The more well-known of the two departed, Howard Zinn, was of course the author of A People's History,
which even though "it told an openly left-wing story" (as the New York
Times notes, in mildly scandalized tones) sold more than a million
copies, "was taught in high schools and colleges throughout the
country," and spawned many off-shoots, by both Zinn and historians
inspired by him. (Such as David Williams' remarkable People's History of the Civil War, among many others.)
The NYT obituary, while duly respectful in tone our radical activists are always duly respected when they are safely dead (Martin Luther King,
Woody Guthrie, etc., etc.) also provides a bit of comedy in its
attempt to let readers know that Zinn was not really "serious." To do
this and here's the comedy bit they drag poor old Arthur M.

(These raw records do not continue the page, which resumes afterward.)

use std::fmt;
use std::io;
use std::sync::Arc;

use tokio::io::{AsyncRead, AsyncWrite, AsyncWriteExt, BufReader};
use tokio::time::timeout;

use crate::config::Config;
use crate::http::parser::{ParseError, read_request};
use crate::http::request::{Method, Request};
use crate::http::response::{ResponseBuilder, StatusCode};
use crate::http::writer::ResponseWriter;
use crate::static_files::{self, FileOpenFailure};

/// Why a connection ended without a complete response.
#[derive(Debug)]
pub enum ConnectionError {
    Parse(ParseError),
    FileOpen(FileOpenFailure),
    Write(io::Error),
    /// A read or write deadline expired; names the phase.
    Timeout(&'static str),
    /// `run` was called again after the connection already finished.
    AlreadyFinished,
}

impl fmt::Display for ConnectionError {
    fn fmt(&self, f: &mut fmt::Formatter<'_>) -> fmt::Result {
        match self {
            ConnectionError::Parse(e) => write!(f, "HTTP parse error: {}", e),
            ConnectionError::FileOpen(e) => write!(f, "{}", e),
            ConnectionError::Write(e) => write!(f, "can't write response: {}", e),
            ConnectionError::Timeout(phase) => write!(f, "timed out while {}", phase),
            ConnectionError::AlreadyFinished => f.write_str("connection already finished"),
        }
    }
}

impl std::error::Error for ConnectionError {
    fn source(&self) -> Option<&(dyn std::error::Error + 'static)> {
        match self {
            ConnectionError::Parse(e) => Some(e),
            ConnectionError::FileOpen(e) => Some(e),
            ConnectionError::Write(e) => Some(e),
            ConnectionError::Timeout(_) | ConnectionError::AlreadyFinished => None,
        }
    }
}

impl From<ParseError> for ConnectionError {
    fn from(e: ParseError) -> Self {
        ConnectionError::Parse(e)
    }
}

impl From<FileOpenFailure> for ConnectionError {
    fn from(e: FileOpenFailure) -> Self {
        ConnectionError::FileOpen(e)
    }
}

/// Summary of a response that was fully sent.
#[derive(Debug, Clone, PartialEq, Eq)]
pub struct Served {
    pub method: Method,
    pub path: String,
    pub status: StatusCode,
    pub body_bytes: u64,
}

/// Drives exactly one request/response exchange over a duplex stream.
pub struct Connection<S> {
    stream: BufReader<S>,
    config: Arc<Config>,
    state: ConnectionState,
}

enum ConnectionState {
    Reading,
    Dispatching(Request),
    Writing(ResponseWriter, Served),
    Closed,
}

impl<S> Connection<S>
where
    S: AsyncRead + AsyncWrite + Unpin,
{
    pub fn new(stream: S, config: Arc<Config>) -> Self {
        Self {
            stream: BufReader::new(stream),
            config,
            state: ConnectionState::Reading,
        }
    }

    /// Runs the connection to completion. On error nothing further is
    /// written; if the error came before the head was sent, the client
    /// receives no bytes at all. The write deadline bounds each stall of
    /// the peer, not the whole transfer.
    pub async fn run(&mut self) -> Result<Served, ConnectionError> {
        loop {
            match std::mem::replace(&mut self.state, ConnectionState::Closed) {
                ConnectionState::Reading => {
                    let req = timeout(
                        self.config.server.read_timeout(),
                        read_request(&mut self.stream),
                    )
                    .await
                    .map_err(|_| ConnectionError::Timeout("reading request"))??;

                    self.state = ConnectionState::Dispatching(req);
                }

                ConnectionState::Dispatching(req) => {
                    let (writer, served) = Self::prepare_response(&self.config, req).await?;
                    self.state = ConnectionState::Writing(writer, served);
                }

                ConnectionState::Writing(writer, mut served) => {
                    served.body_bytes = writer
                        .idle_timeout(self.config.server.write_timeout())
                        .write_to_stream(&mut self.stream)
                        .await
                        .map_err(|e| match e.kind() {
                            io::ErrorKind::TimedOut => ConnectionError::Timeout("writing response"),
                            _ => ConnectionError::Write(e),
                        })?;

                    if let Err(e) = self.stream.shutdown().await {
                        tracing::debug!(error = %e, "Shutdown after response failed");
                    }

                    return Ok(served);
                }

                ConnectionState::Closed => return Err(ConnectionError::AlreadyFinished),
            }
        }
    }

    async fn prepare_response(
        config: &Config,
        req: Request,
    ) -> Result<(ResponseWriter, Served), ConnectionError> {
        let files = &config.static_files;
        let info = static_files::resolve(&req.path, &files.docroot).await;
        let outcome = static_files::dispatch(&req.method, &info);

        tracing::debug!(
            method = %req.method,
            path = %req.path,
            resolved = %info.resolved_path.display(),
            status = outcome.status.as_u16(),
            "Dispatched request"
        );

        let body = static_files::open_body(&outcome.body, config).await?;

        let response = ResponseBuilder::new(outcome.status)
            .minor_version(req.minor_version)
            .server(config.server.server_name.clone())
            .body(body)
            .build();

        let served = Served {
            method: req.method,
            path: req.path,
            status: outcome.status,
            body_bytes: 0,
        };

        Ok((ResponseWriter::new(response), served))
    }
}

Schlesinger Jr. out of the grave. The Times exhumes a quote from
Schlesinger best known as one of John F. Kennedy's minor minions to
prove that "even liberal historians" rejected the silly, unserious
Zinn, who, the Times sniffs, "accused Christopher Columbus and other
explorers of committing genocide, picked apart presidents from Andrew
Jackson to Franklin D. Roosevelt and celebrated workers, feminists and
war resisters." Can you even imagine such a man being taken seriously
in the drawing rooms of Georgetown? Schlesinger couldn't:
Even liberal historians were uneasy with Professor Zinn, who taught for many years at Boston University. Arthur M. Schlesinger Jr. once said: "I know he regards me as a dangerous reactionary. And I don't take him very seriously. He's a polemicist, not a historian."
Coming from a courtier as ever-fawning toward power as Schlesinger who among his many imperial services helped strangle the new democracy of Guyana
in its cradle this is pretty rich. But very much par for the Times'
decorous course. In any event, Zinn's work which he rightly called
"the first chapter, not the last, of a new kind of history" will
continue to reverberate and inspire. (Schlesinger's, not so much.)
The obit, like decades of Auchincloss reviewers, brushes aside
Auchincloss' "chronicles of Manhattan's old-money elite" as quaint and
pretty evocations of a "vanished world." A vanished world! Here we see
once more the Times' diligent adherence to one of the most enduring and
pernicious American myths: that the nation has no ruling class. When
pressed, our chewers and spewers of the cud of conventional wisdom will
sometimes allow that there used to be a ruling class, way back in the
bad old days; but they insist that this "old-money elite" has long
since vanished from power and influence, having been largely dissolved
into the great meritocracy of modern America.
In partial mitigation, however, the Times does
grudgingly offer an opposing viewpoint from Gore Vidal [cribbed from
his 1974 essay, "The Great World and Louis Auchincloss"]:
Like [Edith] Wharton, Mr. Auchincloss was interested in class and morality and in the corrosive effects of money on both. "Of all our novelists, Auchincloss is the only one who tells us how our rulers behave in their banks and their boardrooms, their law offices and their clubs," Gore Vidal once wrote. "Not since Dreiser has an American writer had so much to tell us about the role of money in our lives."
Vidal's essay (available in his remarkable compendium, United States)
has much more to say about the reality of the ruling class and the
deadly myth of its non-existence. It is indeed astonishing that this
deeply disinforming notion continues to be perpetrated even today
when a scion of that very same ruling class has only recently concluded
an eight-year term in the White House, and when we have all witnessed,
with our own eyes, the public treasury being raided to preserve these
elites from the consequences of their own rapacity.
The Times, perhaps to its credit or perhaps because the editors
thought no one would be reading at this point gives the last word to
Auchincloss himself, and so will we:
"Where is this "vanished world' they talk about?" he asked. "I don't think the critics have looked out the window!"